Mirador Virtual Mobile

Obispo Giobando: «La raíz de todo es el problema con las adicciones»

En diálogo con «Ecos de Mañana», programa que se transmite de 7.30 a 9.30 horas por LU9 Mar del Plata, el Obispo Monseñor Ernesto Giobando analizamos el contexto social en la ciudad con altos números de pobreza e indigencia, y más de 400 personas en situación de calle.

El obispo de la diócesis de Mar del Plata, monseñor Ernesto Giobando, advirtió que la pobreza sigue creciendo en el territorio local pese a los indicadores oficiales, y señaló al narcotráfico como «la raíz de fondo» de la exclusión social. En diálogo con LU9 Radio Mar del Plata, el referente eclesiástico llamó a combatir la indiferencia y a sostener la solidaridad concreta con quienes más sufren.

La pobreza que se ve en la calle

Giobando afirmó que la situación de vulnerabilidad es «bastante evidente» en los sectores más humildes, aunque reconoció que los análisis técnicos pueden arrojar otro resultado. «En la cotidiana, en la de todos los días, vemos que hay no solo en los sectores de pobreza, sino en los sectores de producción, una contracción que impacta directamente en las familias», señaló.

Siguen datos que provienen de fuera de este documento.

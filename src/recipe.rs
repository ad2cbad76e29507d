//! Recipe record and validation of model output against it

use serde::{Deserialize, Serialize};
use serde_json::{Map, Value};
use std::fmt;

/// Effort level of a recipe
#[derive(Debug, Clone, Copy, PartialEq, Eq, Serialize, Deserialize)]
pub enum Difficulty {
    Easy,
    Medium,
    Hard,
}

impl Difficulty {
    pub const ALL: [Difficulty; 3] = [Difficulty::Easy, Difficulty::Medium, Difficulty::Hard];

    pub fn as_str(&self) -> &'static str {
        match self {
            Difficulty::Easy => "Easy",
            Difficulty::Medium => "Medium",
            Difficulty::Hard => "Hard",
        }
    }

    fn parse(value: &str) -> Option<Self> {
        Self::ALL.into_iter().find(|d| d.as_str() == value)
    }
}

/// One generated dish
#[derive(Debug, Clone, PartialEq, Serialize, Deserialize)]
#[serde(rename_all = "camelCase")]
pub struct Recipe {
    /// Assigned by the service after generation; empty until then
    #[serde(default)]
    pub id: String,
    pub name: String,
    pub description: String,
    pub prep_time: String,
    pub difficulty: Difficulty,
    pub servings: u32,
    pub ingredients: Vec<String>,
    pub steps: Vec<String>,
    pub tip: String,
}

/// Minimum number of preparation steps a recipe must carry
pub const MIN_STEPS: usize = 3;

/// A single schema violation
#[derive(Debug, Clone, PartialEq, Eq)]
pub struct ValidationIssue {
    /// Location of the offending value, e.g. `[1].steps[0]`
    pub path: String,
    pub message: String,
}

impl fmt::Display for ValidationIssue {
    fn fmt(&self, f: &mut fmt::Formatter<'_>) -> fmt::Result {
        write!(f, "{}: {}", self.path, self.message)
    }
}

/// Every violation found in a payload
#[derive(Debug, Clone, PartialEq, Eq)]
pub struct ValidationError {
    pub issues: Vec<ValidationIssue>,
}

impl fmt::Display for ValidationError {
    fn fmt(&self, f: &mut fmt::Formatter<'_>) -> fmt::Result {
        let parts: Vec<String> = self.issues.iter().map(|i| i.to_string()).collect();
        write!(f, "{}", parts.join("; "))
    }
}

impl std::error::Error for ValidationError {}

struct Checker {
    issues: Vec<ValidationIssue>,
}

impl Checker {
    fn fail(&mut self, path: String, message: impl Into<String>) {
        self.issues.push(ValidationIssue {
            path,
            message: message.into(),
        });
    }

    fn field<'v>(&mut self, obj: &'v Map<String, Value>, base: &str, key: &str) -> Option<&'v Value> {
        let value = obj.get(key);
        if value.is_none() || value == Some(&Value::Null) {
            self.fail(format!("{}.{}", base, key), "is required");
            return None;
        }
        value
    }

    fn string(&mut self, obj: &Map<String, Value>, base: &str, key: &str) -> Option<String> {
        let value = self.field(obj, base, key)?;
        match value.as_str() {
            Some(s) if !s.trim().is_empty() => Some(s.trim().to_string()),
            Some(_) => {
                self.fail(format!("{}.{}", base, key), "must not be empty");
                None
            }
            None => {
                self.fail(format!("{}.{}", base, key), "expected a string");
                None
            }
        }
    }

    fn string_list(
        &mut self,
        obj: &Map<String, Value>,
        base: &str,
        key: &str,
        min_len: usize,
    ) -> Option<Vec<String>> {
        let path = format!("{}.{}", base, key);
        let items = match self.field(obj, base, key)?.as_array() {
            Some(items) => items,
            None => {
                self.fail(path, "expected an array of strings");
                return None;
            }
        };

        let mut out = Vec::with_capacity(items.len());
        let mut ok = true;
        for (i, item) in items.iter().enumerate() {
            match item.as_str() {
                Some(s) if !s.trim().is_empty() => out.push(s.trim().to_string()),
                Some(_) => {
                    self.fail(format!("{}[{}]", path, i), "must not be empty");
                    ok = false;
                }
                None => {
                    self.fail(format!("{}[{}]", path, i), "expected a string");
                    ok = false;
                }
            }
        }

        if items.len() < min_len {
            self.fail(
                path,
                format!("expected at least {} items, got {}", min_len, items.len()),
            );
            ok = false;
        }

        ok.then_some(out)
    }

    fn servings(&mut self, obj: &Map<String, Value>, base: &str) -> Option<u32> {
        let value = self.field(obj, base, "servings")?;
        let path = format!("{}.servings", base);

        // Integral floats such as 2.0 are accepted; JSON does not distinguish them.
        let n = match value {
            Value::Number(n) => n
                .as_u64()
                .or_else(|| n.as_f64().filter(|f| f.fract() == 0.0 && *f >= 0.0).map(|f| f as u64)),
            _ => {
                self.fail(path, "expected an integer");
                return None;
            }
        };

        match n {
            Some(n) if n >= 1 && n <= u32::MAX as u64 => Some(n as u32),
            Some(_) => {
                self.fail(path, "must be a positive integer");
                None
            }
            None => {
                self.fail(path, "expected a positive integer");
                None
            }
        }
    }

    fn difficulty(&mut self, obj: &Map<String, Value>, base: &str) -> Option<Difficulty> {
        let value = self.field(obj, base, "difficulty")?;
        let path = format!("{}.difficulty", base);
        match value.as_str().map(str::trim) {
            Some(s) => match Difficulty::parse(s) {
                Some(d) => Some(d),
                None => {
                    self.fail(path, format!("expected one of Easy, Medium, Hard, got {:?}", s));
                    None
                }
            },
            None => {
                self.fail(path, "expected a string");
                None
            }
        }
    }

    fn recipe(&mut self, index: usize, value: &Value) -> Option<Recipe> {
        let base = format!("[{}]", index);
        let obj = match value.as_object() {
            Some(obj) => obj,
            None => {
                self.fail(base, "expected an object");
                return None;
            }
        };

        // Evaluate every field before combining so all violations are reported.
        let name = self.string(obj, &base, "name");
        let description = self.string(obj, &base, "description");
        let prep_time = self.string(obj, &base, "prepTime");
        let difficulty = self.difficulty(obj, &base);
        let servings = self.servings(obj, &base);
        let ingredients = self.string_list(obj, &base, "ingredients", 1);
        let steps = self.string_list(obj, &base, "steps", MIN_STEPS);
        let tip = self.string(obj, &base, "tip");

        Some(Recipe {
            id: String::new(),
            name: name?,
            description: description?,
            prep_time: prep_time?,
            difficulty: difficulty?,
            servings: servings?,
            ingredients: ingredients?,
            steps: steps?,
            tip: tip?,
        })
    }
}

/// Validate a parsed model payload as a non-empty array of recipes.
///
/// String fields are trimmed. The returned recipes have an empty `id`.
pub fn validate_recipes(value: &Value) -> Result<Vec<Recipe>, ValidationError> {
    let mut checker = Checker { issues: Vec::new() };

    let items = match value.as_array() {
        Some(items) => items,
        None => {
            checker.fail("$".to_string(), "expected an array of recipes");
            return Err(ValidationError {
                issues: checker.issues,
            });
        }
    };

    if items.is_empty() {
        checker.fail("$".to_string(), "expected at least one recipe");
    }

    let recipes: Vec<Recipe> = items
        .iter()
        .enumerate()
        .filter_map(|(i, item)| checker.recipe(i, item))
        .collect();

    if checker.issues.is_empty() {
        Ok(recipes)
    } else {
        Err(ValidationError {
            issues: checker.issues,
        })
    }
}

#[cfg(test)]
mod tests {
    use super::*;
    use serde_json::json;

    fn valid_recipe() -> Value {
        json!({
            "name": "Grilled Chicken with Tomato Rice",
            "description": "Quick, healthy main course.",
            "prepTime": "25 min",
            "difficulty": "Easy",
            "servings": 2,
            "ingredients": ["300g chicken", "1 cup rice", "2 tomatoes"],
            "steps": ["Season the chicken.", "Grill it.", "Cook the rice with tomato."],
            "tip": "Rest the chicken before slicing."
        })
    }

    fn paths(err: &ValidationError) -> Vec<&str> {
        err.issues.iter().map(|i| i.path.as_str()).collect()
    }

    #[test]
    fn test_valid_payload() {
        let recipes = validate_recipes(&json!([valid_recipe(), valid_recipe()])).unwrap();

        assert_eq!(recipes.len(), 2);
        assert_eq!(recipes[0].difficulty, Difficulty::Easy);
        assert_eq!(recipes[0].servings, 2);
        assert_eq!(recipes[0].steps.len(), 3);
        assert!(recipes[0].id.is_empty());
    }

    #[test]
    fn test_integral_float_servings() {
        let mut recipe = valid_recipe();
        recipe["servings"] = json!(4.0);

        let recipes = validate_recipes(&json!([recipe])).unwrap();
        assert_eq!(recipes[0].servings, 4);
    }

    #[test]
    fn test_not_an_array() {
        let err = validate_recipes(&valid_recipe()).unwrap_err();
        assert_eq!(paths(&err), vec!["$"]);
    }

    #[test]
    fn test_empty_array() {
        let err = validate_recipes(&json!([])).unwrap_err();
        assert_eq!(paths(&err), vec!["$"]);
    }

    #[test]
    fn test_reports_every_violation() {
        let mut bad = valid_recipe();
        bad["difficulty"] = json!("Trivial");
        bad["servings"] = json!(0);
        bad["steps"] = json!(["only one"]);
        bad.as_object_mut().unwrap().remove("tip");
        bad["name"] = json!("   ");

        let err = validate_recipes(&json!([valid_recipe(), bad])).unwrap_err();
        let mut found = paths(&err);
        found.sort();

        assert_eq!(
            found,
            vec![
                "[1].difficulty",
                "[1].name",
                "[1].servings",
                "[1].steps",
                "[1].tip"
            ]
        );
    }

    #[test]
    fn test_wrong_types() {
        let mut bad = valid_recipe();
        bad["servings"] = json!("two");
        bad["ingredients"] = json!("chicken");
        bad["steps"] = json!(["a", 2, "c"]);

        let err = validate_recipes(&json!([bad, "not a recipe"])).unwrap_err();
        let found = paths(&err);

        assert!(found.contains(&"[0].servings"));
        assert!(found.contains(&"[0].ingredients"));
        assert!(found.contains(&"[0].steps[1]"));
        assert!(found.contains(&"[1]"));
    }

    #[test]
    fn test_serializes_camel_case() {
        let mut recipe = validate_recipes(&json!([valid_recipe()])).unwrap().remove(0);
        recipe.id = "grilled-1".to_string();

        let value = serde_json::to_value(&recipe).unwrap();
        assert_eq!(value["prepTime"], "25 min");
        assert_eq!(value["difficulty"], "Easy");
        assert_eq!(value["id"], "grilled-1");
    }
}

El obispo mencionó como ejemplo los despidos en fábricas de trabajadores con años de antigüedad que aún no alcanzaron la jubilación. «A una cierta edad, es muy difícil encontrar otra vez una salida laboral», advirtió, calificando esa situación de «dramática».

La misión de la Iglesia: iluminar, no pegarle a nadie

Ante quienes interpretan los pronunciamientos de la Iglesia como ataques al poder político o económico, Giobando fue directo: «No se trata de ponernos arriba de un ring y pegar duro. La misión de la Iglesia es iluminar una realidad». Comparó esa postura con el pasaje evangélico en que Jesús expulsa a los mercaderes del templo: «Les pegó, pero les pegó para un cambio de actitud, que creo que es lo que hay que tratar entre todos».

El obispo definió el amor cristiano no como una dimensión meramente afectiva, sino como «buscar el bien del otro, su dignidad». En ese sentido, retomó el concepto del papa Francisco sobre el amor social: «No nos queremos, pero al menos nos tenemos que respetar».

Cultura de la indiferencia y estigmatización de los más pobres

Uno de los puntos más duros del análisis de Giobando fue la descripción de lo que llamó «cultura de la indiferencia». Sostuvo que no importarse por el otro es «una fractura social» y que los sectores más marginados además sufren estigmatización: «Los adjetivos calificativos son indignos. Tenemos que cambiar nuestra manera de ver y de hablar».

Sobre la colecta anual de Cáritas, que se realizará el próximo fin de semana, el obispo alertó que aunque los montos recaudados crecen año a año, también crece la pobreza real. «La ayuda no es solo dar una vez al año y con eso ya está. No está», enfatizó.

El narcotráfico, en el centro del problema

Al referirse a las adicciones y la violencia, Giobando no dejó margen para interpretaciones: «La raíz de fondo de todo esto es el tema de las adicciones, y lo vuelvo a repetir: la raíz de todo esto son los narcotraficantes». El obispo dijo que visita la cárcel de Batán y ve jóvenes presos por consumo o robo, pero se preguntó: «¿Los narcotraficantes, dónde están? Pareciera que pueden tener total impunidad en este tráfico de muerte».

Señaló además que no hay en ningún lado de Argentina carteles que adviertan que la droga mata, y que la Iglesia termina «juntando los pedacitos de estas personas rotas».

El consumo: ¿origen o consecuencia?

Ante la pregunta de si el consumo de drogas es causa o consecuencia de la exclusión, Giobando respondió con una imagen elocuente: «Es como el hambre y las ganas de comer: van de la mano». Explicó que cuando no hay satisfacción interior ni vida digna, la droga aparece como «una evasión», un modo de estar ausente. «Cuanto más vacío uno tiene, más droga necesita para salir de eso», dijo, y reclamó que los espacios de terapia y ayuda para salir del consumo tengan lugar real en la sociedad.

Subrayó que el problema afecta a todas las clases sociales y a todo el mundo, no solo a Mar del Plata: «Lo que pasa es que difiere la calidad de la droga, nada más».

La Iglesia como puente y la esperanza de Cáritas

Al cierre de la entrevista, Giobando dejó un mensaje de esperanza: «La Iglesia no está para pegar, la Iglesia está para generar puentes». Convocó a la solidaridad en la colecta de Cáritas y rechazó los prejuicios hacia quienes recurren a esa ayuda. «Aliento a que a través de la ayuda solidaria demos, por lo menos, una mano a aquellos que lo necesitan y están al lado nuestro», concluyó.